Effect of Cooling Rate on Graphite Morphology and Mechanical Properties in High-Silicon Ductile Iron Castings

Abstract

This paper investigates the effects of silicon content above 3 wt% and different cooling rates on the graphite morphology and the mechanical properties of ductile cast iron. To research and determine these effects, three grades of high-silicon ductile iron were cast with silicon content of 3 wt%, 3.5 wt% and 4.5 wt%. In order to investigate the effect of different cooling rates during solidification, four sections with different thicknesses were cast in the same mold, i.e., cube with wall thickness 180 mm and standard Y2, Y3 and Y4 keel blocks. Microstructure analysis and tensile test were performed on the as-cast samples. In the second step of analysis, detailed metallographic observations on specially prepared samples were performed in order to investigate the risk of graphite degeneracy appearance, especially chunky graphite formation due to high silicon content and its effect on mechanical properties.
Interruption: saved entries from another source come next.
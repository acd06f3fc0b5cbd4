use super::format::lower_first;
use crate::error::{ConversionError, ConversionResult};
use crate::model::{BinaryOptionKind, JdlOption, OptionMap, OptionValue, UnaryOptionKind};
use crate::parsed::{ParsedAnnotation, ParsedOptionEntry, ParsedOptions, ParsedUseOption};
use tracing::{debug, warn};

/// Flatten clause options and `use` clauses into one ordered option list.
///
/// Unary options come first (one per non-empty entity list), then binary options
/// (one per declared value), then `use` clauses. A `use` value that no binary option
/// family owns is skipped.
///
/// # Errors
///
/// [`ConversionError::MissingInput`] when either input is absent.
pub fn convert_options(
    options: Option<&ParsedOptions>,
    use_options: Option<&[ParsedUseOption]>,
) -> ConversionResult<Vec<JdlOption>> {
    let options = options.ok_or_else(|| ConversionError::missing("Options"))?;
    let use_options = use_options.ok_or_else(|| ConversionError::missing("Use options"))?;

    warn_about_unknown_names(options);

    let mut converted = convert_unary_options(options);
    converted.extend(convert_binary_options(options));
    converted.extend(convert_use_options(use_options));
    Ok(converted)
}

fn convert_unary_options(options: &ParsedOptions) -> Vec<JdlOption> {
    let mut converted = Vec::new();
    for kind in UnaryOptionKind::ALL {
        match options.get(kind.as_str()) {
            Some(ParsedOptionEntry::Unary(scope)) if !scope.list.is_empty() => {
                converted.push(JdlOption::unary(kind, &scope.list, &scope.excluded));
            }
            Some(ParsedOptionEntry::Binary(_)) => {
                warn!(option = kind.as_str(), "flag option declared with values, ignoring");
            }
            _ => {}
        }
    }
    converted
}

fn convert_binary_options(options: &ParsedOptions) -> Vec<JdlOption> {
    let mut converted = Vec::new();
    for kind in BinaryOptionKind::ALL {
        let entries = spellings(kind)
            .into_iter()
            .filter_map(|name| options.get(name));
        for entry in entries {
            match entry {
                ParsedOptionEntry::Binary(values) => {
                    for (value, scope) in values {
                        if scope.list.is_empty() {
                            continue;
                        }
                        if !kind.accepts(value) {
                            debug!(option = kind.as_str(), value = %value, "value outside the known vocabulary");
                        }
                        converted.push(JdlOption::binary(kind, value, &scope.list, &scope.excluded));
                    }
                }
                ParsedOptionEntry::Unary(_) => {
                    warn!(option = kind.as_str(), "option declared without a value, ignoring");
                }
            }
        }
    }
    converted
}

/// Keys a binary option can be declared under in the parsed options object.
fn spellings(kind: BinaryOptionKind) -> Vec<&'static str> {
    match kind {
        BinaryOptionKind::Pagination => vec![kind.as_str(), "paginate"],
        _ => vec![kind.as_str()],
    }
}

fn convert_use_options(use_options: &[ParsedUseOption]) -> Vec<JdlOption> {
    let mut converted = Vec::new();
    for use_option in use_options {
        for value in &use_option.option_values {
            match BinaryOptionKind::for_use_value(value) {
                Some(kind) => converted.push(JdlOption::binary(
                    kind,
                    value,
                    &use_option.list,
                    &use_option.excluded,
                )),
                // Unknown vocabularies stay convertible.
                None => debug!(value = %value, "no option family owns this use value, skipping"),
            }
        }
    }
    converted
}

fn warn_about_unknown_names(options: &ParsedOptions) {
    for name in options.names() {
        if UnaryOptionKind::from_name(name).is_none() && BinaryOptionKind::from_name(name).is_none() {
            warn!(option = name, "unknown option name, ignoring");
        }
    }
}

/// Normalize annotations into an option map.
///
/// Names lose their leading capital so `@Service` and `@service` share a key. A bare
/// annotation becomes `true`; a repeated annotation with a different value is
/// promoted to a list of the distinct values, a repeated identical one is kept once.
#[must_use]
pub fn convert_annotations_to_option_map(annotations: &[ParsedAnnotation]) -> OptionMap {
    let mut map = OptionMap::new();
    for annotation in annotations {
        let name = lower_first(&annotation.option_name);
        let value = match &annotation.option_value {
            Some(value) => OptionValue::Text(value.clone()),
            None => OptionValue::Flag(true),
        };
        match map.get_mut(&name) {
            None => {
                map.insert(name, value);
            }
            Some(existing) if *existing == value => {}
            Some(OptionValue::List(values)) => {
                if !values.contains(&value) {
                    values.push(value);
                }
            }
            Some(existing) => {
                let previous = std::mem::replace(existing, OptionValue::List(Vec::new()));
                *existing = OptionValue::List(vec![previous, value]);
            }
        }
    }
    map
}

/// Options implied by an entity's normalized annotations.
///
/// `@readOnly` and the other flag kinds yield a unary option; `@dto(mapstruct)` and
/// the other valued kinds yield one binary option per value. Everything is scoped to
/// the annotated entity alone.
#[must_use]
pub fn convert_entity_annotations_to_options(entity_name: &str, annotations: &OptionMap) -> Vec<JdlOption> {
    let mut converted = Vec::new();
    let no_exclusions: [&str; 0] = [];
    for (name, value) in annotations {
        if let Some(kind) = UnaryOptionKind::from_name(name) {
            if *value == OptionValue::Flag(true) {
                converted.push(JdlOption::unary(kind, [entity_name], no_exclusions));
            } else {
                warn!(entity = entity_name, option = name.as_str(), "flag annotation carries a value, ignoring");
            }
        } else if let Some(kind) = BinaryOptionKind::from_name(name) {
            let values = value.texts();
            if values.is_empty() {
                warn!(entity = entity_name, option = name.as_str(), "annotation needs a value, ignoring");
            }
            for value in values {
                converted.push(JdlOption::binary(kind, value, [entity_name], no_exclusions));
            }
        }
    }
    converted
}

#[cfg(test)]
mod tests {
    #![allow(clippy::unwrap_used, clippy::expect_used)]

    use super::*;
    use crate::parsed::ParsedOptionScope;

    fn scope(list: &[&str], excluded: &[&str]) -> ParsedOptionScope {
        ParsedOptionScope {
            list: list.iter().map(|s| s.to_string()).collect(),
            excluded: excluded.iter().map(|s| s.to_string()).collect(),
        }
    }

    fn names(option: &JdlOption) -> Vec<&str> {
        option.entity_names().iter().map(String::as_str).collect()
    }

    #[test]
    fn test_missing_options_is_an_error() {
        let err = convert_options(None, Some(&[][..])).unwrap_err();
        assert!(err.is_missing_input());
        assert!(err.to_string().starts_with("Options"));
    }

    #[test]
    fn test_unary_before_binary_and_empty_lists_skipped() {
        let mut options = ParsedOptions::default();
        options.insert_binary("dto", "mapstruct", scope(&["*"], &["C"]));
        options.insert_unary("readOnly", scope(&["A"], &[]));
        options.insert_unary("skipClient", scope(&[], &[]));

        let converted = convert_options(Some(&options), Some(&[][..])).unwrap();
        assert_eq!(converted.len(), 2);
        assert_eq!(converted[0].name(), "readOnly");
        assert_eq!(names(&converted[0]), vec!["A"]);
        assert_eq!(converted[1].name(), "dto");
        assert_eq!(converted[1].value(), Some("mapstruct"));
        assert!(converted[1].excluded_names().contains("C"));
    }

    #[test]
    fn test_one_binary_option_per_value() {
        let mut options = ParsedOptions::default();
        options.insert_binary("pagination", "infinite-scroll", scope(&["A", "B"], &[]));
        options.insert_binary("pagination", "pagination", scope(&["C"], &[]));

        let converted = convert_options(Some(&options), Some(&[][..])).unwrap();
        assert_eq!(converted.len(), 2);
        assert_eq!(converted[0].value(), Some("infinite-scroll"));
        assert_eq!(names(&converted[0]), vec!["A", "B"]);
        assert_eq!(converted[1].value(), Some("pagination"));
        assert_eq!(names(&converted[1]), vec!["C"]);
    }

    #[test]
    fn test_paginate_keyword_maps_to_pagination() {
        let mut options = ParsedOptions::default();
        options.insert_binary("paginate", "pagination", scope(&["*"], &["C"]));
        let converted = convert_options(Some(&options), Some(&[][..])).unwrap();
        assert_eq!(converted.len(), 1);
        assert_eq!(converted[0].name(), "pagination");
    }

    #[test]
    fn test_use_options_resolve_their_family() {
        let use_options = vec![
            ParsedUseOption {
                option_values: vec!["mapstruct".to_string(), "serviceImpl".to_string()],
                list: vec!["A".to_string()],
                excluded: Vec::new(),
            },
            ParsedUseOption {
                option_values: vec!["teleportation".to_string()],
                list: vec!["B".to_string()],
                excluded: Vec::new(),
            },
        ];
        let converted = convert_options(Some(&ParsedOptions::default()), Some(use_options.as_slice())).unwrap();
        assert_eq!(converted.len(), 2);
        assert_eq!(converted[0].name(), "dto");
        assert_eq!(converted[1].name(), "service");
        assert_eq!(converted[1].value(), Some("serviceImpl"));
    }

    #[test]
    fn test_unknown_option_names_are_ignored() {
        let mut options = ParsedOptions::default();
        options.insert_unary("teleport", scope(&["A"], &[]));
        let converted = convert_options(Some(&options), Some(&[][..])).unwrap();
        assert!(converted.is_empty());
    }

    #[test]
    fn test_annotation_map_accumulates() {
        let annotations = vec![
            ParsedAnnotation::flag("ReadOnly"),
            ParsedAnnotation::valued("Service", "serviceClass"),
            ParsedAnnotation::valued("service", "serviceClass"),
            ParsedAnnotation::valued("dto", "mapstruct"),
            ParsedAnnotation::valued("dto", "no"),
            ParsedAnnotation::valued("dto", "mapstruct"),
        ];
        let map = convert_annotations_to_option_map(&annotations);
        assert_eq!(map.len(), 3);
        assert_eq!(map["readOnly"], OptionValue::Flag(true));
        assert_eq!(map["service"], OptionValue::Text("serviceClass".to_string()));
        assert_eq!(
            map["dto"],
            OptionValue::List(vec!["mapstruct".into(), "no".into()])
        );
    }

    #[test]
    fn test_entity_annotations_become_scoped_options() {
        let map = convert_annotations_to_option_map(&[
            ParsedAnnotation::flag("skipClient"),
            ParsedAnnotation::valued("paginate", "infinite-scroll"),
            ParsedAnnotation::valued("changelogDate", "20240101"),
        ]);
        let options = convert_entity_annotations_to_options("Book", &map);
        assert_eq!(options.len(), 2);
        assert_eq!(options[0].to_string(), "skipClient Book");
        assert_eq!(options[1].to_string(), "pagination Book with infinite-scroll");
    }
}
The results showed that graphite content, ferrite fraction, yield strength and tensile strength were increased by increasing the silicon content. On the other hand, elongation decreases with increasing silicon content. Also, based on the metallographic observations of the present work, the risk of chunky graphite formation increases with increase in silicon content and with decrease in the cooling rate. Chunky graphite formation affects negatively mechanical properties, especially elongation in ductile cast irons with silicon content higher than 3.5 wt%.